**Records for this task**
━━━━━━

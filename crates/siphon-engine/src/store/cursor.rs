//! Streaming result cursor
//!
//! Wraps a server-side result stream with a whole-operation deadline.
//! Two modes of consumption: pull-next for per-record processing, and
//! drain-to-completion for bulk runs where the pipeline's own output stage
//! is the side effect.

use futures::stream::BoxStream;
use futures::TryStreamExt;
use serde_json::Value;
use std::time::{Duration, Instant};

use siphon_common::{Result, SiphonError};

/// A pull-based cursor over a streaming aggregation result.
pub struct RecordCursor {
    stream: BoxStream<'static, Result<Value>>,
    deadline: Option<Instant>,
    max_time_ms: u64,
    delivered: u64,
}

impl RecordCursor {
    /// Wrap a result stream, optionally bounded by a max execution time
    /// covering the whole streaming/bulk operation.
    pub fn new(stream: BoxStream<'static, Result<Value>>, max_time_ms: Option<u64>) -> Self {
        Self {
            stream,
            deadline: max_time_ms.map(|ms| Instant::now() + Duration::from_millis(ms)),
            max_time_ms: max_time_ms.unwrap_or(0),
            delivered: 0,
        }
    }

    /// Wrap an already-materialized result set.
    pub fn from_vec(docs: Vec<Value>, max_time_ms: Option<u64>) -> Self {
        Self::new(Box::pin(futures::stream::iter(docs.into_iter().map(Ok))), max_time_ms)
    }

    /// Pull the next record, or `None` at end of stream.
    pub async fn try_next(&mut self) -> Result<Option<Value>> {
        if let Some(deadline) = self.deadline {
            if Instant::now() > deadline {
                return Err(SiphonError::CursorTimeout(self.max_time_ms));
            }
        }
        let next = self.stream.try_next().await?;
        if next.is_some() {
            self.delivered += 1;
        }
        Ok(next)
    }

    /// Consume the stream to completion, returning the number of records
    /// delivered. Used when the pipeline materializes its own output.
    pub async fn drain(mut self) -> Result<u64> {
        while self.try_next().await?.is_some() {}
        Ok(self.delivered)
    }

    /// Number of records delivered so far.
    pub fn delivered(&self) -> u64 {
        self.delivered
    }
}

#[cfg(test)]
mod tests {
    use super::*;
    use serde_json::json;

    #[tokio::test]
    async fn test_pull_next_in_order() {
        let mut cursor = RecordCursor::from_vec(vec![json!({"a": 1}), json!({"a": 2})], None);
        assert_eq!(cursor.try_next().await.unwrap(), Some(json!({"a": 1})));
        assert_eq!(cursor.try_next().await.unwrap(), Some(json!({"a": 2})));
        assert_eq!(cursor.try_next().await.unwrap(), None);
        assert_eq!(cursor.delivered(), 2);
    }

    #[tokio::test]
    async fn test_drain_counts_records() {
        let cursor = RecordCursor::from_vec(vec![json!({}), json!({}), json!({})], None);
        assert_eq!(cursor.drain().await.unwrap(), 3);
    }

    #[tokio::test]
    async fn test_expired_deadline_fails() {
        let mut cursor = RecordCursor::from_vec(vec![json!({})], Some(0));
        tokio::time::sleep(Duration::from_millis(5)).await;
        let err = cursor.try_next().await.unwrap_err();
        assert!(matches!(err, SiphonError::CursorTimeout(0)));
    }
}
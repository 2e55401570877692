//! In-memory document store
//!
//! Backs tests and local embedding. Collections are ordered vectors of JSON
//! documents behind a shared lock; insertion order is delivery order, which
//! the engine's sequencing guarantees rely on.

use async_trait::async_trait;
use serde_json::Value;
use std::collections::HashMap;
use std::sync::{Arc, RwLock};

use siphon_common::{Result, SiphonError};

use super::filter::{matches_filter, run_pipeline};
use super::{
    apply_update, ensure_id, upsert_document, AggregateOptions, Collection, DocumentStore,
    IndexSpec, RecordCursor, WriteOutcome,
};

type Collections = Arc<RwLock<HashMap<String, Vec<Value>>>>;

/// An in-process document store.
#[derive(Default)]
pub struct MemoryStore {
    collections: Collections,
}

impl MemoryStore {
    pub fn new() -> Self {
        Self::default()
    }
}

#[async_trait]
impl DocumentStore for MemoryStore {
    fn collection(&self, name: &str) -> Arc<dyn Collection> {
        Arc::new(MemoryCollection {
            name: name.to_string(),
            collections: Arc::clone(&self.collections),
        })
    }

    async fn close(&self) -> Result<()> {
        Ok(())
    }
}

struct MemoryCollection {
    name: String,
    collections: Collections,
}

impl MemoryCollection {
    fn lock_err() -> SiphonError {
        SiphonError::Store("collection lock poisoned".to_string())
    }

    fn snapshot(&self) -> Result<Vec<Value>> {
        let guard = self.collections.read().map_err(|_| Self::lock_err())?;
        Ok(guard.get(&self.name).cloned().unwrap_or_default())
    }
}

#[async_trait]
impl Collection for MemoryCollection {
    fn name(&self) -> &str {
        &self.name
    }

    async fn count(&self, filter: &Value) -> Result<u64> {
        let docs = self.snapshot()?;
        Ok(docs.iter().filter(|doc| matches_filter(filter, doc)).count() as u64)
    }

    async fn aggregate(
        &self,
        stages: &[Value],
        options: AggregateOptions,
    ) -> Result<RecordCursor> {
        let docs = self.snapshot()?;
        let output = run_pipeline(stages, docs)?;

        if let Some(target) = output.out_target {
            let materialized: Vec<Value> =
                output.docs.into_iter().map(ensure_id).map(|(doc, _)| doc).collect();
            let mut guard = self.collections.write().map_err(|_| Self::lock_err())?;
            guard.insert(target, materialized);
            return Ok(RecordCursor::from_vec(Vec::new(), options.max_time_ms));
        }

        Ok(RecordCursor::from_vec(output.docs, options.max_time_ms))
    }

    async fn create_index(&self, _index: &IndexSpec) -> Result<()> {
        // No index structures to maintain in memory.
        Ok(())
    }

    async fn find_one(&self, filter: &Value) -> Result<Option<Value>> {
        let docs = self.snapshot()?;
        Ok(docs.into_iter().find(|doc| matches_filter(filter, doc)))
    }

    async fn insert_one(&self, doc: Value) -> Result<String> {
        let (doc, id) = ensure_id(doc);
        let mut guard = self.collections.write().map_err(|_| Self::lock_err())?;
        guard.entry(self.name.clone()).or_default().push(doc);
        Ok(id)
    }

    async fn update_one(
        &self,
        filter: &Value,
        update: &Value,
        upsert: bool,
    ) -> Result<WriteOutcome> {
        let mut guard = self.collections.write().map_err(|_| Self::lock_err())?;
        let docs = guard.entry(self.name.clone()).or_default();

        if let Some(doc) = docs.iter_mut().find(|doc| matches_filter(filter, doc)) {
            let updated = apply_update(doc, update)?;
            let modified = u64::from(updated != *doc);
            *doc = updated;
            return Ok(WriteOutcome {
                matched: 1,
                modified,
                upserted_id: None,
            });
        }

        if upsert {
            let (doc, id) = ensure_id(upsert_document(filter, update)?);
            docs.push(doc);
            return Ok(WriteOutcome {
                matched: 0,
                modified: 0,
                upserted_id: Some(id),
            });
        }

        Ok(WriteOutcome::default())
    }

    async fn delete_many(&self, filter: &Value) -> Result<u64> {
        let mut guard = self.collections.write().map_err(|_| Self::lock_err())?;
        let docs = guard.entry(self.name.clone()).or_default();
        let before = docs.len();
        docs.retain(|doc| !matches_filter(filter, doc));
        Ok((before - docs.len()) as u64)
    }
}

#[cfg(test)]
mod tests {
    use super::*;
    use serde_json::json;

    #[tokio::test]
    async fn test_insert_assigns_id() {
        let store = MemoryStore::new();
        let coll = store.collection("things");
        let id = coll.insert_one(json!({"a": 1})).await.unwrap();
        let found = coll.find_one(&json!({"a": 1})).await.unwrap().unwrap();
        assert_eq!(found["_id"], json!(id));
    }

    #[tokio::test]
    async fn test_count_with_filter() {
        let store = MemoryStore::new();
        let coll = store.collection("things");
        for a in 1..=3 {
            coll.insert_one(json!({"a": a})).await.unwrap();
        }
        assert_eq!(coll.count(&json!({})).await.unwrap(), 3);
        assert_eq!(coll.count(&json!({"a": {"$gt": 1}})).await.unwrap(), 2);
    }

    #[tokio::test]
    async fn test_update_one_set() {
        let store = MemoryStore::new();
        let coll = store.collection("things");
        coll.insert_one(json!({"a": 1, "b": "x"})).await.unwrap();

        let outcome = coll
            .update_one(&json!({"a": 1}), &json!({"$set": {"b": "y"}}), false)
            .await
            .unwrap();
        assert_eq!(outcome.matched, 1);
        assert_eq!(outcome.modified, 1);
        assert!(outcome.upserted_id.is_none());

        // No-op update reports matched without modified
        let outcome = coll
            .update_one(&json!({"a": 1}), &json!({"$set": {"b": "y"}}), false)
            .await
            .unwrap();
        assert_eq!(outcome.matched, 1);
        assert_eq!(outcome.modified, 0);
    }

    #[tokio::test]
    async fn test_update_one_upsert() {
        let store = MemoryStore::new();
        let coll = store.collection("things");

        let outcome = coll
            .update_one(&json!({"key": "k1"}), &json!({"$set": {"v": 1}}), true)
            .await
            .unwrap();
        assert_eq!(outcome.upserted_count(), 1);

        let found = coll.find_one(&json!({"key": "k1"})).await.unwrap().unwrap();
        assert_eq!(found["v"], json!(1));
    }

    #[tokio::test]
    async fn test_delete_many() {
        let store = MemoryStore::new();
        let coll = store.collection("things");
        for a in 1..=4 {
            coll.insert_one(json!({"a": a})).await.unwrap();
        }
        assert_eq!(coll.delete_many(&json!({"a": {"$lte": 2}})).await.unwrap(), 2);
        assert_eq!(coll.count(&json!({})).await.unwrap(), 2);
    }

    #[tokio::test]
    async fn test_aggregate_out_materializes() {
        let store = MemoryStore::new();
        let input = store.collection("raw");
        for a in 1..=3 {
            input.insert_one(json!({"a": a})).await.unwrap();
        }

        let stages = vec![json!({"$match": {"a": {"$gte": 2}}}), json!({"$out": "cooked"})];
        let cursor = input
            .aggregate(&stages, AggregateOptions::default())
            .await
            .unwrap();
        assert_eq!(cursor.drain().await.unwrap(), 0);

        let cooked = store.collection("cooked");
        assert_eq!(cooked.count(&json!({})).await.unwrap(), 2);
    }
}
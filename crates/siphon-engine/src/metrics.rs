//! Run metrics and diagnostic sampling
//!
//! Four counters accumulate as records complete. Every *thresh*-th record
//! the aggregator emits a diagnostic sample: current counters, the
//! record-processing timer, and the process's memory footprint against
//! system memory. Sampling is observability only; it never changes counter
//! values or control flow.

use serde::{Deserialize, Serialize};
use std::time::{Duration, Instant};
use sysinfo::{Pid, ProcessesToUpdate, System};
use tracing::debug;

/// Final counters embedded into the batch run at finalization.
#[derive(Debug, Clone, Default, PartialEq, Serialize, Deserialize)]
pub struct RunMetrics {
    pub inserted: u64,
    pub updated: u64,
    pub scanned: u64,
    pub failed: u64,
    #[serde(skip_serializing_if = "Option::is_none")]
    pub post_ingest: Option<PostIngestMetrics>,
}

/// Contribution of the post-ingest hook, when it modified anything.
#[derive(Debug, Clone, PartialEq, Eq, Serialize, Deserialize)]
pub struct PostIngestMetrics {
    pub updated: u64,
}

/// Accumulates wall time across start/stop cycles, one cycle per record.
#[derive(Debug, Default)]
pub struct RecordTimer {
    count: u64,
    total: Duration,
    started: Option<Instant>,
}

impl RecordTimer {
    pub fn start(&mut self) {
        self.started = Some(Instant::now());
        self.count += 1;
    }

    pub fn stop(&mut self) {
        if let Some(started) = self.started.take() {
            self.total += started.elapsed();
        }
    }

    /// Number of start() calls so far.
    pub fn count(&self) -> u64 {
        self.count
    }

    pub fn total(&self) -> Duration {
        self.total
    }

    pub fn mean(&self) -> Duration {
        if self.count == 0 {
            Duration::ZERO
        } else {
            self.total / self.count as u32
        }
    }
}

/// Accumulates run counters and emits periodic diagnostic samples.
pub struct MetricsAggregator {
    metrics: RunMetrics,
    thresh: u64,
    timer: RecordTimer,
    system: System,
}

impl MetricsAggregator {
    pub fn new(thresh: u64) -> Self {
        Self {
            metrics: RunMetrics::default(),
            // Guard the modulo below; an interval of 1 samples every record.
            thresh: thresh.max(1),
            timer: RecordTimer::default(),
            system: System::new(),
        }
    }

    /// Mark the start of a record's processing cycle. Returns true when this
    /// record is a diagnostic sample point.
    pub fn begin_record(&mut self) -> bool {
        self.timer.start();
        self.timer.count() % self.thresh == 0
    }

    /// Mark the end of a record's processing cycle, emitting the diagnostic
    /// sample when due.
    pub fn end_record(&mut self, is_sample: bool) {
        self.timer.stop();
        if is_sample {
            self.sample();
        }
    }

    /// Fold a successful outcome into the counters.
    ///
    /// An outcome with no write counters and no explicit scan count is
    /// counted as exactly one scan.
    pub fn record_success(&mut self, outcome: &crate::processor::RecordOutcome) {
        self.metrics.inserted += outcome.upserted;
        self.metrics.updated += outcome.modified;
        self.metrics.scanned += if outcome.is_scan_only() { 1 } else { outcome.scanned };
    }

    /// Count an isolated per-record failure.
    pub fn record_failure(&mut self) {
        self.metrics.failed += 1;
    }

    /// Bulk runs: the source count is recorded as inserted wholesale.
    pub fn record_bulk_insert(&mut self, count: u64) {
        self.metrics.inserted += count;
    }

    pub fn set_post_ingest(&mut self, post_ingest: PostIngestMetrics) {
        self.metrics.post_ingest = Some(post_ingest);
    }

    pub fn current(&self) -> &RunMetrics {
        &self.metrics
    }

    pub fn into_metrics(self) -> RunMetrics {
        self.metrics
    }

    /// Emit the diagnostic sample. Observability only.
    fn sample(&mut self) {
        let (process_mb, total_mb, ratio) = self.memory_usage();
        debug!(
            inserted = self.metrics.inserted,
            updated = self.metrics.updated,
            scanned = self.metrics.scanned,
            failed = self.metrics.failed,
            records = self.timer.count(),
            total_ms = self.timer.total().as_millis() as u64,
            mean_us = self.timer.mean().as_micros() as u64,
            process_mb,
            total_mb,
            memory_pct = ratio,
            "diagnostic sample"
        );
    }

    /// Process RSS and system total, in MB, plus used/total percent.
    fn memory_usage(&mut self) -> (u64, u64, u64) {
        let pid = Pid::from_u32(std::process::id());
        self.system.refresh_memory();
        self.system
            .refresh_processes(ProcessesToUpdate::Some(&[pid]), true);

        let process_mb = self
            .system
            .process(pid)
            .map(|p| p.memory() / 1_000_000)
            .unwrap_or(0);
        let total_mb = self.system.total_memory() / 1_000_000;
        let ratio = if total_mb == 0 { 0 } else { process_mb * 100 / total_mb };
        (process_mb, total_mb, ratio)
    }
}

#[cfg(test)]
mod tests {
    use super::*;
    use crate::processor::RecordOutcome;

    #[test]
    fn test_timer_accumulates_cycles() {
        let mut timer = RecordTimer::default();
        timer.start();
        timer.stop();
        timer.start();
        timer.stop();
        assert_eq!(timer.count(), 2);
        assert!(timer.mean() <= timer.total());
    }

    #[test]
    fn test_sample_points_every_thresh_records() {
        let mut agg = MetricsAggregator::new(3);
        let samples: Vec<bool> = (0..7)
            .map(|_| {
                let is_sample = agg.begin_record();
                agg.end_record(is_sample);
                is_sample
            })
            .collect();
        assert_eq!(samples, vec![false, false, true, false, false, true, false]);
    }

    #[test]
    fn test_success_tally() {
        let mut agg = MetricsAggregator::new(100);
        agg.record_success(&RecordOutcome {
            upserted: 1,
            ..Default::default()
        });
        agg.record_success(&RecordOutcome {
            modified: 2,
            ..Default::default()
        });
        agg.record_success(&RecordOutcome::default()); // scan-only
        agg.record_failure();

        let metrics = agg.into_metrics();
        assert_eq!(metrics.inserted, 1);
        assert_eq!(metrics.updated, 2);
        assert_eq!(metrics.scanned, 1);
        assert_eq!(metrics.failed, 1);
    }

    #[test]
    fn test_sampling_does_not_change_counters() {
        let mut agg = MetricsAggregator::new(1);
        let is_sample = agg.begin_record();
        assert!(is_sample);
        agg.record_success(&RecordOutcome::default());
        let before = agg.current().clone();
        agg.end_record(is_sample);
        assert_eq!(agg.current(), &before);
    }
}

━━━━━━

**Aim of the task**
Go through the entries above, and wherever a line holds the word "diagnostic", copy that line.

**Response to this exercise**
//! Run metrics and diagnostic sampling
//! the aggregator emits a diagnostic sample: current counters, the
/// Accumulates run counters and emits periodic diagnostic samples.
    /// record is a diagnostic sample point.
    /// Mark the end of a record's processing cycle, emitting the diagnostic
    /// Emit the diagnostic sample. Observability only.
            "diagnostic sample"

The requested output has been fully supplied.